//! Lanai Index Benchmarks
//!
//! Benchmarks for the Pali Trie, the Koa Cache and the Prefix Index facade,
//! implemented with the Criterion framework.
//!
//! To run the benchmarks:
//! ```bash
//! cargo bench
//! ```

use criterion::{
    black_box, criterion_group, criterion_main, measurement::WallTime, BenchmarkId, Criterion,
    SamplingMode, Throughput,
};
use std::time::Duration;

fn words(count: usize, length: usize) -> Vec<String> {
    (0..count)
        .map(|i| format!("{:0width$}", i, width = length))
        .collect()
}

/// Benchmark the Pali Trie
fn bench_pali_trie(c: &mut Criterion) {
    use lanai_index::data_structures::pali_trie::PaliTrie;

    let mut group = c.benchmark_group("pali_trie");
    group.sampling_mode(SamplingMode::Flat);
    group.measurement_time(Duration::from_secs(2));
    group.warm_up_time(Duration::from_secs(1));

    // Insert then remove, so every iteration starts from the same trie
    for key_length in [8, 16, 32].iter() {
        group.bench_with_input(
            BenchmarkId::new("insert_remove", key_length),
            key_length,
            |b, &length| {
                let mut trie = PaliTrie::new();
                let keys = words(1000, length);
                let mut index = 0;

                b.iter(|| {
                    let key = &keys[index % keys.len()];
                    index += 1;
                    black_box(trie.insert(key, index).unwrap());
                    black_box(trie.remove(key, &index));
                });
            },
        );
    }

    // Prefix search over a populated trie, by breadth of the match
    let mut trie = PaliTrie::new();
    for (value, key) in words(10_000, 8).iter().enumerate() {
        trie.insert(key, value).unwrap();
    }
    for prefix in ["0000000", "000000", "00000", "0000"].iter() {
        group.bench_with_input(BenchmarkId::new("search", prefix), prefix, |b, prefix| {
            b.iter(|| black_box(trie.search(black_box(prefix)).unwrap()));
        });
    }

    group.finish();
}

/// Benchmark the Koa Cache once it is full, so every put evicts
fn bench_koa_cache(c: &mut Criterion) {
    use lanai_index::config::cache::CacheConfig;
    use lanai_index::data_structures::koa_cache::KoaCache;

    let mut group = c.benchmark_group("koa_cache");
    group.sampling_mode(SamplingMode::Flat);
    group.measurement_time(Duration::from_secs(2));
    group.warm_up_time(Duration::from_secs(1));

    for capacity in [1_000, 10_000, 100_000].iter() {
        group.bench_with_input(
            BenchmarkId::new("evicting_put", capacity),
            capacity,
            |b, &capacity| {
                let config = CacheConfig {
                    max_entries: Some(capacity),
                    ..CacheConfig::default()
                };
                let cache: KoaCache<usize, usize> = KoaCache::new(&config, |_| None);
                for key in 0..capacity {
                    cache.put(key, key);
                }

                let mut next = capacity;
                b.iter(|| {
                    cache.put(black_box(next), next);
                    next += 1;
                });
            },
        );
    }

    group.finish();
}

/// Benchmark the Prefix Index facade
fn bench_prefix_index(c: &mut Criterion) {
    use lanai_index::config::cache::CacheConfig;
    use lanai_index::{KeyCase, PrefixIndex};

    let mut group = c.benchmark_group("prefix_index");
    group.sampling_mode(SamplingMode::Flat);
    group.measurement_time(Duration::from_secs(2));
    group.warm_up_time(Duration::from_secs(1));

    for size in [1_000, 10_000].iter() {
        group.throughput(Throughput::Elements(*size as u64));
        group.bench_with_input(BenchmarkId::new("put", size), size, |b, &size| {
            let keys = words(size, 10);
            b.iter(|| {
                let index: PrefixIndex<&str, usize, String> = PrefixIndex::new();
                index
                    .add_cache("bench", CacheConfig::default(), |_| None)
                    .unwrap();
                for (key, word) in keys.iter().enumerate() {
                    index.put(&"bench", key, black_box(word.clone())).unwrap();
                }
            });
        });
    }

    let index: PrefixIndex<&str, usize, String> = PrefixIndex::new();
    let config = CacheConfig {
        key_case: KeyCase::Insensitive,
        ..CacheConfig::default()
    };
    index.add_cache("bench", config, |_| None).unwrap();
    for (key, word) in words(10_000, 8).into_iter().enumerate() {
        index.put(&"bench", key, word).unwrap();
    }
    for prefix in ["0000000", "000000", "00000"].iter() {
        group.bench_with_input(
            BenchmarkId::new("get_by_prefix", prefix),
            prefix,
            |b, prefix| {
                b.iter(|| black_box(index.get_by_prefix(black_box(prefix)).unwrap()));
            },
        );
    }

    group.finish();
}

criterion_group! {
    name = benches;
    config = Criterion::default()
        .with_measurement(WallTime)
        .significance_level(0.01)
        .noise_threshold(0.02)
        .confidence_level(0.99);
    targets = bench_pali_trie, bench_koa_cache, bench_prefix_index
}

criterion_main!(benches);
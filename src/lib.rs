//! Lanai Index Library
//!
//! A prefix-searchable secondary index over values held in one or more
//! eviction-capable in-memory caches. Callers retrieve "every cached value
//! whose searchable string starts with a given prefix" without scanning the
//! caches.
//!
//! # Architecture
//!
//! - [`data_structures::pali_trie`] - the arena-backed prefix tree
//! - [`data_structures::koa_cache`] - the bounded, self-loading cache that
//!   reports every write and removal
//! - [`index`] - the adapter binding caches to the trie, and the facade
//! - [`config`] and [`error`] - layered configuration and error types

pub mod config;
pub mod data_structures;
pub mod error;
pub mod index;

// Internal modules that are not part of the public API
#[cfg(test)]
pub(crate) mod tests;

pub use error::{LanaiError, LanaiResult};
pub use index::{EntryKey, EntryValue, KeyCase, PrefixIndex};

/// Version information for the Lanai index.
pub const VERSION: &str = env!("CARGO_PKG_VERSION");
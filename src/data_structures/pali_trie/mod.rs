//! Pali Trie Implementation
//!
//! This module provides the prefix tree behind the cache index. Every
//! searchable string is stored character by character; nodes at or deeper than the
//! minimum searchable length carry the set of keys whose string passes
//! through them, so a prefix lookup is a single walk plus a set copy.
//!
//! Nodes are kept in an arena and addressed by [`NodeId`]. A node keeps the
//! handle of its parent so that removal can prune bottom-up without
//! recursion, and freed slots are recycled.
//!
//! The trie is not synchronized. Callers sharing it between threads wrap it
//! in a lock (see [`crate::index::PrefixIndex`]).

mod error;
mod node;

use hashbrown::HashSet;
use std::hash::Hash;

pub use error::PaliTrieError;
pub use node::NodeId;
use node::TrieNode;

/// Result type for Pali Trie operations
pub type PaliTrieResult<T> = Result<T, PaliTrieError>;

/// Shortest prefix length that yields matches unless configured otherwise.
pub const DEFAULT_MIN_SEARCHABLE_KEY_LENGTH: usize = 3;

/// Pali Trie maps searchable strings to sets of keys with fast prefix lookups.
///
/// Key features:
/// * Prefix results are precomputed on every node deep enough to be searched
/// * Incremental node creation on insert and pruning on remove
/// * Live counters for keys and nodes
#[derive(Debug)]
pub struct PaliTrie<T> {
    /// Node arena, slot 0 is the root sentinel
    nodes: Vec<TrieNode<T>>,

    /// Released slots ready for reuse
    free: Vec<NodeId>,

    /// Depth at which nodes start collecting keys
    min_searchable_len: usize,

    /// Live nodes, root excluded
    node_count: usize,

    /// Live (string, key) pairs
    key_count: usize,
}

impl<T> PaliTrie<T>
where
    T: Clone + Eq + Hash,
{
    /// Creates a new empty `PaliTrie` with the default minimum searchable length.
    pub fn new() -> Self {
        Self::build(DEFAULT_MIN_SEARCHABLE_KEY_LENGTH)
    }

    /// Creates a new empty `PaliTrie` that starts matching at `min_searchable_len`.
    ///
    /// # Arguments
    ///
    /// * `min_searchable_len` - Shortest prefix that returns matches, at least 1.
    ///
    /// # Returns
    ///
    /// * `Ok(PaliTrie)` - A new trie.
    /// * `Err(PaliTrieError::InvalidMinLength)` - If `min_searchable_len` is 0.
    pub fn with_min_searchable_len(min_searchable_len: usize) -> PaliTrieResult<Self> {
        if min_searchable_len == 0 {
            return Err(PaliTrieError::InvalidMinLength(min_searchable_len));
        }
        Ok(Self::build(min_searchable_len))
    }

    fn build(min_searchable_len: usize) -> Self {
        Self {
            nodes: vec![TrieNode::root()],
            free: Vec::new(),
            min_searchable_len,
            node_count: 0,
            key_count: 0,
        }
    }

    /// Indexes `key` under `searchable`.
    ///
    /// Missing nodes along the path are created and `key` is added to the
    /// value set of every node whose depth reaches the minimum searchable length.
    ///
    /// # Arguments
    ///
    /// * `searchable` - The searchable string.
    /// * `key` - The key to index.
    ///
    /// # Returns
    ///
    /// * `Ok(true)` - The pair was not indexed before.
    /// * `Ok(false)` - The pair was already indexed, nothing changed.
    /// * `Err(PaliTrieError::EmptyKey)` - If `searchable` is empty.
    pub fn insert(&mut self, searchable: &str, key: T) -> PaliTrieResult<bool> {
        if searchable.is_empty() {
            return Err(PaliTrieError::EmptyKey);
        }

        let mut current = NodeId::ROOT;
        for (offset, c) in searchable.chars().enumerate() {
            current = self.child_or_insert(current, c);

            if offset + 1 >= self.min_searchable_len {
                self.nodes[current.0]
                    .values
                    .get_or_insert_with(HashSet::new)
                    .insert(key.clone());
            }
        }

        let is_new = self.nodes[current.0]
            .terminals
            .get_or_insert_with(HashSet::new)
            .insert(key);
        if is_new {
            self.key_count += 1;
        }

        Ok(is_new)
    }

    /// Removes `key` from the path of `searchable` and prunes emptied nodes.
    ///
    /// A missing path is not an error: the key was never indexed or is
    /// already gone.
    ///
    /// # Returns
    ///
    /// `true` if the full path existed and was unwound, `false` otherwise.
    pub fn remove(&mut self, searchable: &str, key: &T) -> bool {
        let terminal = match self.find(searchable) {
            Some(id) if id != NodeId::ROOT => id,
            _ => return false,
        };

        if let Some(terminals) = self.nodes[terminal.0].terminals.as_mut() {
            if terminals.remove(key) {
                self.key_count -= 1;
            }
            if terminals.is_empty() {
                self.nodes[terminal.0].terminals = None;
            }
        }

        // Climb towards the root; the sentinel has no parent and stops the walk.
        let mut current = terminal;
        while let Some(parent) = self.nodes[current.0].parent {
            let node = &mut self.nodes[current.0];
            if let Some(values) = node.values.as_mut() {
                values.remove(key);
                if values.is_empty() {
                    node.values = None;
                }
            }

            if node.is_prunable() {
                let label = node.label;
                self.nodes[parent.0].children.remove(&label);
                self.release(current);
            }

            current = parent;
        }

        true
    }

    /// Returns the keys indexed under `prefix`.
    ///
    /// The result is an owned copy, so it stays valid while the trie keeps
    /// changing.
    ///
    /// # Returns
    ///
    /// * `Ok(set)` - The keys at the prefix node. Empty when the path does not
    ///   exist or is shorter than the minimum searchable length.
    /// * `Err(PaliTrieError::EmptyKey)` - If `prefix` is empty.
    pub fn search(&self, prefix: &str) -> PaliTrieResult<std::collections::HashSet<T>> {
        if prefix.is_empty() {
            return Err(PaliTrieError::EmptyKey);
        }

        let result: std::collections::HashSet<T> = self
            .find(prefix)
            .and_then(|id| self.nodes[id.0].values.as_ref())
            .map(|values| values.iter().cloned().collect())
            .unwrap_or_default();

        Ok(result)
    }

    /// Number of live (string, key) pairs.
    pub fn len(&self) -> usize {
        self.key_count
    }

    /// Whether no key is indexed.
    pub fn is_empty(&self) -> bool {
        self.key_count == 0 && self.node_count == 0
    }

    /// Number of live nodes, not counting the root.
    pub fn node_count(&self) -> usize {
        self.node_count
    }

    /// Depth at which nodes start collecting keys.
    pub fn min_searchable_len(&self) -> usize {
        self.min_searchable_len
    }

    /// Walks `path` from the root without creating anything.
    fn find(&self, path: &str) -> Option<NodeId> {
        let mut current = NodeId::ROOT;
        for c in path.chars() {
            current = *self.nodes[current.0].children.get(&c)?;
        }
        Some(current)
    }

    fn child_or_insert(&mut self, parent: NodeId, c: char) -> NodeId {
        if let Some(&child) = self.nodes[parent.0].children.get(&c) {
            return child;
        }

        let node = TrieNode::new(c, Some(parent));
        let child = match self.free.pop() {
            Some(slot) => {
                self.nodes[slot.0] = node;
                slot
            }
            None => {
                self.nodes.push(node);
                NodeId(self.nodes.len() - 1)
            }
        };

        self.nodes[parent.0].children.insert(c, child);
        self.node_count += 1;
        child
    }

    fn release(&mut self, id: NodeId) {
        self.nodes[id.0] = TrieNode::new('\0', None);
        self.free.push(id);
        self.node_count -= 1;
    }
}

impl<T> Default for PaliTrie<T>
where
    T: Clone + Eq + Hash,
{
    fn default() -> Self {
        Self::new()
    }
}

·····

### WHAT THE EXERCISE ASKS
Check each line of the listing above for the string "build" and return those that contain it.

### YOUR RESPONSE
        Self::build(DEFAULT_MIN_SEARCHABLE_KEY_LENGTH)
        Ok(Self::build(min_searchable_len))
    fn build(min_searchable_len: usize) -> Self {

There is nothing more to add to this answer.